На следующее утро я пришёл на работу и обнаружил, что мой ключ не подходит к замку. В помещении был ужасный беспорядок, мебель была перевёрнута, компьютеры и оборудование исчезли. Все рабочие папки были выброшены в мусорный контейнер позади здания. Я провёл несколько дней, копаясь в контейнере и отыскивая в нём принадлежащие клиентам фотографии и прозрачки, собирая в папки наполовину сделанные работы и возвращая их владельцам. Собственник офиса нанял частого сыщика, который проследил их до курорта в Мексике, где они расспрашивали о возможности покупки собственности у моря. Больше о них никто никогда не слышал.

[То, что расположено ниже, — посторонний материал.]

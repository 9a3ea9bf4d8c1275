//! Quote Model

use serde::{Deserialize, Serialize};

use super::pricing::PriceBreakdown;

/// Quote lifecycle status
///
/// Nominal flow: `Draft -> Sent -> {Accepted, Rejected}` and `Sent -> Expired`.
/// Transitions are driven by the caller and never enforced.
#[derive(Debug, Clone, Copy, PartialEq, Eq, Hash, Serialize, Deserialize, Default)]
#[serde(rename_all = "snake_case")]
pub enum QuoteStatus {
    #[default]
    Draft,
    Sent,
    Accepted,
    Rejected,
    Expired,
}

impl QuoteStatus {
    pub fn as_str(&self) -> &'static str {
        match self {
            Self::Draft => "draft",
            Self::Sent => "sent",
            Self::Accepted => "accepted",
            Self::Rejected => "rejected",
            Self::Expired => "expired",
        }
    }

    pub fn is_terminal(&self) -> bool {
        matches!(self, Self::Accepted | Self::Rejected | Self::Expired)
    }

    /// Whether `next` follows `self` in the nominal lifecycle
    pub fn is_nominal_transition(&self, next: QuoteStatus) -> bool {
        matches!(
            (self, next),
            (Self::Draft, Self::Sent)
                | (Self::Sent, Self::Accepted)
                | (Self::Sent, Self::Rejected)
                | (Self::Sent, Self::Expired)
        )
    }
}

/// Client-facing metadata carried verbatim on a quote
#[derive(Debug, Clone, PartialEq, Eq, Serialize, Deserialize, Default)]
pub struct QuoteDetails {
    pub client_name: String,
    #[serde(default, skip_serializing_if = "Option::is_none")]
    pub client_email: Option<String>,
    #[serde(default, skip_serializing_if = "Option::is_none")]
    pub client_phone: Option<String>,
    #[serde(default)]
    pub is_new_client: bool,
    #[serde(default, skip_serializing_if = "Option::is_none")]
    pub notes: Option<String>,
    /// Assigned by the persistence layer
    #[serde(default, skip_serializing_if = "Option::is_none")]
    pub quote_number: Option<String>,
}

/// Finished quote
#[derive(Debug, Clone, PartialEq, Eq, Serialize, Deserialize)]
pub struct Quote {
    #[serde(flatten)]
    pub pricing: PriceBreakdown,
    #[serde(default)]
    pub status: QuoteStatus,
    /// Pre-approved tariff the quote was built from
    #[serde(default, skip_serializing_if = "Option::is_none")]
    pub tariff_id: Option<String>,
    /// "origin → destination" of the tariff route
    #[serde(default, skip_serializing_if = "Option::is_none")]
    pub route_description: Option<String>,
    #[serde(default, skip_serializing_if = "Option::is_none")]
    pub details: Option<QuoteDetails>,
}
//! Quote assembly and lifecycle

pub mod assembler;
pub mod status;


pub use assembler::{
    DEFAULT_TAX_RATE_PERCENT, IMPLIED_EXTRAS_COST_NAME, QuoteAssembler, SYNTHETIC_SALE_LINE,
};
pub use status::transition_status;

Надеясь с пользой использовать контакты, появившиеся у меня за время работы, я начал собственный бизнес консультирования в области компьютеров. Целести работала менеджером в сети аптек, но новый региональный начальник сказал, что женщинам в руководстве места быть не может и у неё есть выбор — вернуться в продавцы или быть уволенной. Она выбрала последнее и решила начать новую карьеру, вернуться к учёбе и стать ассистентом дантиста. Обучение было дорогим и её ускоренная программа с большой нагрузкой означала, что она не может одновременно учиться и работать. Так что я зарабатывал за двоих, выполняя всю работу в области консультирования, компьютерных сетей, дизайна и рекламы, которую только мог получить. Интернет ещё не стал частью обычной жизни людей, я не мог позволить себе объявление на Жёлтых Страницах, так что почти вся моя реклама заключалась в слухах. Финансовые сложности подвергли наши отношения с Целести огромному стрессу. Мы были печальны и почти постоянно спорили о деньгах.

7

В самом начале 90-х, через несколько месяцев после как наши дороги с Руби разошлись, мир вокруг нас с Целести стал меняться. Мои контакты в предпечатном деле окупились и я получил работу в большом, высококлассном бюро подготовки графики. Я полюбил это место. Они платили мне за то, что я игрался с чудесным и весьма дорогостоящим оборудованием: барабанными сканерами почти трёхметровой длины, устройства фотовывода, печатающие изображения на огромных рулонах фотоплёнки. Я работал с широко известными и влиятельными клиентами из рекламной и печатной индустрии. Мои работы превращались в постеры в Нью-Йоркском метро и обложки общенациональных журналов.